Start of Material for the task

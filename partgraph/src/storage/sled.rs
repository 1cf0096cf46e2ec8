// Copyright (c) 2024-2025 DeepGraph Inc.
// SPDX-License-Identifier: Apache-2.0
//
//! Sled storage implementation
//!
//! Every region is a sled tree keyed by big-endian positions. Positions come
//! from the database wide id generator, so they are never reused.

use super::traits::{GraphStorage, StorageManager};
use super::types::{StorageError, StorageResult};
use log::{debug, info};
use parking_lot::RwLock;
use std::collections::HashMap;
use std::path::Path;
use std::sync::Arc;

/// Name of the tree holding the main database
const MAIN_DB_TREE: &str = "__main__";

/// Sled backed graph storage
pub struct SledGraphStorage {
    name: String,
    db: sled::Db,
    main_db: sled::Tree,
    managers: RwLock<HashMap<String, Arc<SledStorageManager>>>,
}

/// Sled tree wrapper that implements the StorageManager trait
pub struct SledStorageManager {
    name: String,
    db: sled::Db,
    tree: sled::Tree,
}

impl SledGraphStorage {
    /// Open or create a sled graph storage at the given path
    pub fn open<P: AsRef<Path>>(name: &str, path: P) -> StorageResult<Self> {
        info!(
            "Opening sled graph storage '{}' at path: {:?}",
            name,
            path.as_ref()
        );
        let db = sled::open(path)?;
        let main_db = db.open_tree(MAIN_DB_TREE)?;
        Ok(Self {
            name: name.to_string(),
            db,
            main_db,
            managers: RwLock::new(HashMap::new()),
        })
    }

    fn region_exists(&self, name: &str) -> bool {
        self.db
            .tree_names()
            .iter()
            .any(|tree_name| tree_name.as_ref() == name.as_bytes())
    }
}

fn position_key(position: u64) -> [u8; 8] {
    position.to_be_bytes()
}

impl StorageManager for SledStorageManager {
    fn name(&self) -> &str {
        &self.name
    }

    fn insert(&self, record: &[u8]) -> StorageResult<u64> {
        let position = self.db.generate_id()? + 1;
        self.tree.insert(position_key(position), record)?;
        Ok(position)
    }

    fn fetch(&self, position: u64) -> StorageResult<Vec<u8>> {
        self.tree
            .get(position_key(position))?
            .map(|v| v.to_vec())
            .ok_or(StorageError::SlotNotFound(position))
    }

    fn update(&self, position: u64, record: &[u8]) -> StorageResult<()> {
        let key = position_key(position);
        if !self.tree.contains_key(key)? {
            return Err(StorageError::SlotNotFound(position));
        }
        self.tree.insert(key, record)?;
        Ok(())
    }

    fn free(&self, position: u64) -> StorageResult<()> {
        match self.tree.remove(position_key(position))? {
            Some(_) => Ok(()),
            None => Err(StorageError::SlotNotFound(position)),
        }
    }

    fn count(&self) -> usize {
        self.tree.len()
    }

    fn positions(&self) -> StorageResult<Vec<u64>> {
        let mut positions = Vec::with_capacity(self.tree.len());
        for key in self.tree.iter().keys() {
            let key = key?;
            let bytes: [u8; 8] = key.as_ref().try_into().map_err(|_| {
                StorageError::BackendSpecific(format!(
                    "Invalid position key of length {} in region '{}'",
                    key.len(),
                    self.name
                ))
            })?;
            positions.push(u64::from_be_bytes(bytes));
        }
        Ok(positions)
    }

    fn flush(&self) -> StorageResult<()> {
        self.tree.flush()?;
        Ok(())
    }
}

impl GraphStorage for SledGraphStorage {
    fn name(&self) -> &str {
        &self.name
    }

    fn storage_manager(
        &self,
        name: &str,
        create: bool,
    ) -> StorageResult<Option<Arc<dyn StorageManager>>> {
        if let Some(manager) = self.managers.read().get(name) {
            return Ok(Some(manager.clone() as Arc<dyn StorageManager>));
        }

        if !create && !self.region_exists(name) {
            return Ok(None);
        }

        let mut managers = self.managers.write();
        if let Some(manager) = managers.get(name) {
            return Ok(Some(manager.clone() as Arc<dyn StorageManager>));
        }

        debug!("Opening sled region '{}' in '{}'", name, self.name);
        let manager = Arc::new(SledStorageManager {
            name: name.to_string(),
            db: self.db.clone(),
            tree: self.db.open_tree(name)?,
        });
        managers.insert(name.to_string(), manager.clone());

        Ok(Some(manager as Arc<dyn StorageManager>))
    }

    fn main_db_get(&self, key: &str) -> StorageResult<Option<String>> {
        match self.main_db.get(key)? {
            Some(value) => Ok(Some(String::from_utf8_lossy(&value).to_string())),
            None => Ok(None),
        }
    }

    fn main_db_set(&self, key: &str, value: &str) -> StorageResult<()> {
        self.main_db.insert(key, value.as_bytes())?;
        Ok(())
    }

    fn flush_all(&self) -> StorageResult<()> {
        self.db.flush()?;
        Ok(())
    }
}

#[cfg(test)]
mod tests {
    use super::*;
    use tempfile::TempDir;

    #[test]
    fn test_records_survive_reopen() {
        let temp_dir = TempDir::new().unwrap();

        let position = {
            let storage = SledGraphStorage::open("test", temp_dir.path()).unwrap();
            let sm = storage.storage_manager("mainX.nodes", true).unwrap().unwrap();
            let position = sm.insert(b"payload").unwrap();
            storage.main_db_set("partitions", "[\"main\"]").unwrap();
            storage.flush_all().unwrap();
            position
        };

        let storage = SledGraphStorage::open("test", temp_dir.path()).unwrap();
        let sm = storage.storage_manager("mainX.nodes", false).unwrap().unwrap();
        assert_eq!(sm.fetch(position).unwrap(), b"payload".to_vec());
        assert_eq!(sm.positions().unwrap(), vec![position]);
        assert_eq!(
            storage.main_db_get("partitions").unwrap().as_deref(),
            Some("[\"main\"]")
        );
        assert!(storage.storage_manager("mainY.nodes", false).unwrap().is_none());
    }

    #[test]
    fn test_update_and_free() {
        let temp_dir = TempDir::new().unwrap();
        let storage = SledGraphStorage::open("test", temp_dir.path()).unwrap();
        let sm = storage.storage_manager("mainX.edges", true).unwrap().unwrap();

        let position = sm.insert(b"a").unwrap();
        sm.update(position, b"b").unwrap();
        assert_eq!(sm.fetch(position).unwrap(), b"b".to_vec());

        sm.free(position).unwrap();
        assert_eq!(sm.count(), 0);
        assert!(matches!(
            sm.update(position, b"c"),
            Err(StorageError::SlotNotFound(_))
        ));
    }
}
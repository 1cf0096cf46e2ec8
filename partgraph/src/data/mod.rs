// Copyright (c) 2024-2025 DeepGraph Inc.
// SPDX-License-Identifier: Apache-2.0
//
//! Graph data model
//!
//! Nodes and edges are attribute maps; their identity lives in the `key` and
//! `kind` attributes. The types only validate their own structure, storage
//! and referential concerns belong to the graph manager.

mod edge;
mod node;
mod value;

pub use edge::{Edge, End, EndpointSpec};
pub use node::{Node, ATTR_KEY, ATTR_KIND};
pub use value::Value;

use crate::graph::{GraphError, GraphResult};

/// Check that a partition name or kind only contains `[a-zA-Z0-9_]`
pub fn is_valid_name(name: &str) -> bool {
    !name.is_empty()
        && name
            .chars()
            .all(|c| c.is_ascii_alphanumeric() || c == '_')
}

/// Validate a partition name or kind, `what` names it in the error message
pub(crate) fn check_name(what: &str, name: &str) -> GraphResult<()> {
    if is_valid_name(name) {
        Ok(())
    } else {
        Err(GraphError::invalid(format!(
            "{} {} is not alphanumeric - can only contain [a-zA-Z0-9_]",
            what, name
        )))
    }
}
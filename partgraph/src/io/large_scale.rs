// Copyright (c) 2024-2025 DeepGraph Inc.
// SPDX-License-Identifier: Apache-2.0
//
//! Streaming import and export for large graphs
//!
//! Every partition, kind and entity type gets its own stream named
//! `<partition>-<kind>-nodes.json` or `<partition>-<kind>-edges.json`. A
//! stream is a JSON array of entity objects which is written and read one
//! entity at a time, so no stream is ever held in memory as a whole.

use super::standard::warn_unrepresentable;
use super::JsonObject;
use crate::data::{Edge, Node};
use crate::graph::{EntityType, GraphError, GraphManager, GraphResult};
use log::{debug, info, warn};
use serde::de::{Error as _, SeqAccess, Visitor};
use serde::Deserializer as _;
use std::collections::BTreeMap;
use std::fmt;
use std::fs::{self, File};
use std::io::{self, BufReader, BufWriter, Read, Write};
use std::path::{Path, PathBuf};

const STREAM_EXTENSION: &str = ".json";

/// Source and sink of named byte streams
pub trait StreamFactory {
    /// Create (or truncate) a named stream for writing
    fn create_writer(&mut self, name: &str) -> io::Result<Box<dyn Write + '_>>;

    /// Names of all readable streams
    fn readers(&self) -> io::Result<Vec<String>>;

    /// Open a named stream for reading
    fn create_reader(&self, name: &str) -> io::Result<Box<dyn Read + '_>>;
}

/// Stream factory keeping all streams in memory
#[derive(Debug, Default, Clone)]
pub struct MemoryStreamFactory {
    streams: BTreeMap<String, Vec<u8>>,
}

impl MemoryStreamFactory {
    pub fn new() -> Self {
        Self::default()
    }

    /// Content of a stream
    pub fn stream(&self, name: &str) -> Option<&[u8]> {
        self.streams.get(name).map(Vec::as_slice)
    }

    /// Add or replace a stream
    pub fn insert(&mut self, name: &str, content: impl Into<Vec<u8>>) {
        self.streams.insert(name.to_string(), content.into());
    }

    pub fn len(&self) -> usize {
        self.streams.len()
    }

    pub fn is_empty(&self) -> bool {
        self.streams.is_empty()
    }
}

impl StreamFactory for MemoryStreamFactory {
    fn create_writer(&mut self, name: &str) -> io::Result<Box<dyn Write + '_>> {
        let buffer = self.streams.entry(name.to_string()).or_default();
        buffer.clear();
        Ok(Box::new(buffer))
    }

    fn readers(&self) -> io::Result<Vec<String>> {
        Ok(self.streams.keys().cloned().collect())
    }

    fn create_reader(&self, name: &str) -> io::Result<Box<dyn Read + '_>> {
        match self.streams.get(name) {
            Some(buffer) => Ok(Box::new(buffer.as_slice())),
            None => Err(io::Error::new(
                io::ErrorKind::NotFound,
                format!("No stream named {}", name),
            )),
        }
    }
}

/// Stream factory storing one file per stream in a directory
#[derive(Debug, Clone)]
pub struct DirectoryStreamFactory {
    dir: PathBuf,
}

impl DirectoryStreamFactory {
    /// Use a directory for streams, creating it if needed
    pub fn new<P: AsRef<Path>>(dir: P) -> io::Result<Self> {
        fs::create_dir_all(dir.as_ref())?;
        Ok(Self {
            dir: dir.as_ref().to_path_buf(),
        })
    }

    pub fn dir(&self) -> &Path {
        &self.dir
    }
}

impl StreamFactory for DirectoryStreamFactory {
    fn create_writer(&mut self, name: &str) -> io::Result<Box<dyn Write + '_>> {
        let file = File::create(self.dir.join(name))?;
        Ok(Box::new(BufWriter::new(file)))
    }

    fn readers(&self) -> io::Result<Vec<String>> {
        let mut names = Vec::new();
        for entry in fs::read_dir(&self.dir)? {
            let entry = entry?;
            if !entry.file_type()?.is_file() {
                continue;
            }
            if let Some(name) = entry.file_name().to_str() {
                if name.ends_with(STREAM_EXTENSION) {
                    names.push(name.to_string());
                }
            }
        }
        names.sort();
        Ok(names)
    }

    fn create_reader(&self, name: &str) -> io::Result<Box<dyn Read + '_>> {
        let file = File::open(self.dir.join(name))?;
        Ok(Box::new(BufReader::new(file)))
    }
}

/// Name of the stream holding a kind of a partition
pub fn stream_name(partition: &str, kind: &str, entity: EntityType) -> String {
    format!("{}-{}-{}{}", partition, kind, entity, STREAM_EXTENSION)
}

fn parse_stream_name(name: &str) -> Option<(&str, &str, EntityType)> {
    let stem = name.strip_suffix(STREAM_EXTENSION)?;
    let mut parts = stem.split('-');
    let (partition, kind, entity) = (parts.next()?, parts.next()?, parts.next()?);
    if parts.next().is_some() || partition.is_empty() || kind.is_empty() {
        return None;
    }
    let entity = match entity {
        "nodes" => EntityType::Nodes,
        "edges" => EntityType::Edges,
        _ => return None,
    };
    Some((partition, kind, entity))
}

/// Export every partition of a graph manager into streams
///
/// Any error aborts the whole export. Streams written before the error are
/// left in the factory.
pub fn large_scale_export_partition<F>(factory: &mut F, gm: &GraphManager) -> GraphResult<()>
where
    F: StreamFactory + ?Sized,
{
    let mut streams = 0;

    for partition in gm.partitions()? {
        for kind in gm.node_kinds(&partition)? {
            let keys = gm.node_keys(&partition, &kind)?;
            if keys.is_empty() {
                continue;
            }
            let name = stream_name(&partition, &kind, EntityType::Nodes);
            let mut writer = factory.create_writer(&name)?;
            let written = write_stream(&mut writer, keys, |key| {
                Ok(gm.fetch_node(&partition, &kind, key)?.map(|node| {
                    warn_unrepresentable("Node", key, node.attrs());
                    node.to_json()
                }))
            })?;
            debug!("Wrote {} nodes to stream {}", written, name);
            streams += 1;
        }

        for kind in gm.edge_kinds(&partition)? {
            let keys = gm.edge_keys(&partition, &kind)?;
            if keys.is_empty() {
                continue;
            }
            let name = stream_name(&partition, &kind, EntityType::Edges);
            let mut writer = factory.create_writer(&name)?;
            let written = write_stream(&mut writer, keys, |key| {
                Ok(gm.fetch_edge(&partition, &kind, key)?.map(|edge| {
                    warn_unrepresentable("Edge", key, edge.attrs());
                    edge.to_json()
                }))
            })?;
            debug!("Wrote {} edges to stream {}", written, name);
            streams += 1;
        }
    }

    info!("Exported graph '{}' into {} streams", gm.name(), streams);
    Ok(())
}

/// Write entities as a JSON array, one at a time
fn write_stream<F>(writer: &mut dyn Write, keys: Vec<String>, mut fetch: F) -> GraphResult<usize>
where
    F: FnMut(&str) -> GraphResult<Option<JsonObject>>,
{
    let mut written = 0;
    writer.write_all(b"[")?;
    for key in keys {
        let Some(object) = fetch(&key)? else {
            continue;
        };
        if written > 0 {
            writer.write_all(b",")?;
        }
        serde_json::to_writer(&mut *writer, &object).map_err(io::Error::from)?;
        written += 1;
    }
    writer.write_all(b"]")?;
    writer.flush()?;
    Ok(written)
}

/// Import all streams of a factory
///
/// Node streams are imported before edge streams. Streams whose names do not
/// follow the stream naming scheme are skipped. The first error aborts the
/// import; entities stored before it remain stored.
pub fn large_scale_import_partition<F>(factory: &F, gm: &GraphManager) -> GraphResult<()>
where
    F: StreamFactory + ?Sized,
{
    let names = factory.readers()?;
    let mut streams = Vec::new();
    for name in &names {
        match parse_stream_name(name) {
            Some((partition, _, entity)) => streams.push((entity, name.as_str(), partition)),
            None => warn!("Skipping stream {} which is not a graph stream", name),
        }
    }

    let mut total = 0;
    for pass in [EntityType::Nodes, EntityType::Edges] {
        for (entity, name, partition) in streams.iter().filter(|(entity, _, _)| *entity == pass) {
            let reader = factory.create_reader(name)?;
            let count = import_stream(reader, name, partition, *entity, gm)?;
            debug!("Imported {} {} from stream {}", count, entity, name);
            total += count;
        }
    }

    info!("Imported {} entities from {} streams", total, streams.len());
    Ok(())
}

/// Decode a stream element by element, storing each entity as it arrives
fn import_stream<R: Read>(
    reader: R,
    name: &str,
    partition: &str,
    entity: EntityType,
    gm: &GraphManager,
) -> GraphResult<usize> {
    let mut failure = None;
    let visitor = StreamVisitor {
        gm,
        partition,
        entity,
        failure: &mut failure,
    };

    let decode_error = |e: serde_json::Error| GraphError::DecodeStream {
        name: name.to_string(),
        reason: e.to_string(),
    };

    let mut deserializer = serde_json::Deserializer::from_reader(reader);
    match (&mut deserializer).deserialize_seq(visitor) {
        Ok(count) => {
            deserializer.end().map_err(decode_error)?;
            Ok(count)
        }
        Err(e) => Err(failure.take().unwrap_or_else(|| decode_error(e))),
    }
}

struct StreamVisitor<'a> {
    gm: &'a GraphManager,
    partition: &'a str,
    entity: EntityType,
    /// Store error which aborted decoding
    failure: &'a mut Option<GraphError>,
}

impl<'de, 'a> Visitor<'de> for StreamVisitor<'a> {
    type Value = usize;

    fn expecting(&self, formatter: &mut fmt::Formatter) -> fmt::Result {
        formatter.write_str("a list of graph entities")
    }

    fn visit_seq<A: SeqAccess<'de>>(self, mut seq: A) -> Result<usize, A::Error> {
        let mut count = 0;
        while let Some(object) = seq.next_element::<JsonObject>()? {
            let stored = match self.entity {
                EntityType::Nodes => self.gm.store_node(self.partition, &Node::from_json(object)),
                EntityType::Edges => self.gm.store_edge(self.partition, &Edge::from_json(object)),
            };
            if let Err(e) = stored {
                let message = e.to_string();
                *self.failure = Some(e);
                return Err(A::Error::custom(message));
            }
            count += 1;
        }
        Ok(count)
    }
}
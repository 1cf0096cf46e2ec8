// Copyright (c) 2024-2025 DeepGraph Inc.
// SPDX-License-Identifier: Apache-2.0
//
//! Graph nodes
//!
//! A node is an attribute map which carries its identity in the `key` and
//! `kind` attributes.

use super::{check_name, Value};
use crate::graph::{GraphError, GraphResult};
use serde::{Deserialize, Serialize};
use std::collections::BTreeMap;

/// Attribute holding the key of a node or edge
pub const ATTR_KEY: &str = "key";

/// Attribute holding the kind of a node or edge
pub const ATTR_KIND: &str = "kind";

/// Graph node with key, kind and arbitrary attributes
#[derive(Debug, Clone, PartialEq, Default, Serialize, Deserialize)]
pub struct Node {
    attrs: BTreeMap<String, Value>,
}

impl Node {
    /// Create a new node with the given key and kind
    pub fn new(key: impl Into<String>, kind: impl Into<String>) -> Self {
        let mut node = Self::default();
        node.set_attr(ATTR_KEY, Value::String(key.into()));
        node.set_attr(ATTR_KIND, Value::String(kind.into()));
        node
    }

    /// Create a node from an attribute map without validating it
    pub fn from_attrs(attrs: BTreeMap<String, Value>) -> Self {
        Self { attrs }
    }

    /// Create a node from a JSON object without validating it
    pub fn from_json(object: serde_json::Map<String, serde_json::Value>) -> Self {
        Self {
            attrs: object
                .into_iter()
                .map(|(k, v)| (k, Value::from_json(v)))
                .collect(),
        }
    }

    /// Builder style attribute setter
    pub fn with_attr(mut self, name: &str, value: impl Into<Value>) -> Self {
        self.set_attr(name, value);
        self
    }

    /// Set an attribute value
    pub fn set_attr(&mut self, name: &str, value: impl Into<Value>) {
        self.attrs.insert(name.to_string(), value.into());
    }

    /// Get an attribute value
    pub fn attr(&self, name: &str) -> Option<&Value> {
        self.attrs.get(name)
    }

    /// Remove an attribute
    pub fn remove_attr(&mut self, name: &str) -> Option<Value> {
        self.attrs.remove(name)
    }

    pub fn attrs(&self) -> &BTreeMap<String, Value> {
        &self.attrs
    }

    pub fn into_attrs(self) -> BTreeMap<String, Value> {
        self.attrs
    }

    /// Key of this node if it is set to a string
    pub fn key(&self) -> Option<&str> {
        self.attr(ATTR_KEY).and_then(Value::as_str)
    }

    /// Kind of this node if it is set to a string
    pub fn kind(&self) -> Option<&str> {
        self.attr(ATTR_KIND).and_then(Value::as_str)
    }

    /// Convert to a JSON object; unrepresentable values become null
    pub fn to_json(&self) -> serde_json::Map<String, serde_json::Value> {
        self.attrs
            .iter()
            .map(|(k, v)| (k.clone(), v.to_json()))
            .collect()
    }

    /// Validate the identity attributes and return `(key, kind)`
    pub fn validate(&self) -> GraphResult<(&str, &str)> {
        identity(&self.attrs, "Node")
    }
}

/// Check the `key` and `kind` attributes of an entity
pub(crate) fn identity<'a>(
    attrs: &'a BTreeMap<String, Value>,
    entity: &str,
) -> GraphResult<(&'a str, &'a str)> {
    let key = required_string(attrs, ATTR_KEY, ATTR_KEY, entity, "")?;
    let kind = required_string(attrs, ATTR_KIND, ATTR_KIND, entity, "")?;
    check_name(&format!("{} kind", entity), kind)?;
    Ok((key, kind))
}

/// Fetch a required non-empty string attribute
pub(crate) fn required_string<'a>(
    attrs: &'a BTreeMap<String, Value>,
    attr: &str,
    field: &str,
    entity: &str,
    suffix: &str,
) -> GraphResult<&'a str> {
    match attrs.get(attr) {
        None | Some(Value::Null) => Err(GraphError::invalid(format!(
            "{} is missing a {} value{}",
            entity, field, suffix
        ))),
        Some(Value::String(s)) if s.is_empty() => Err(GraphError::invalid(format!(
            "{} is missing a {} value{}",
            entity, field, suffix
        ))),
        Some(Value::String(s)) => Ok(s),
        Some(other) => Err(GraphError::invalid(format!(
            "{} has a {} value{} which is not a string: {}",
            entity,
            field,
            suffix,
            other.type_name()
        ))),
    }
}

End of Material for the task

Your instructions: Take every line above that includes "types" and list it.

Solution to this task:
use super::types::{StorageError, StorageResult};
//! `kind` attributes. The types only validate their own structure, storage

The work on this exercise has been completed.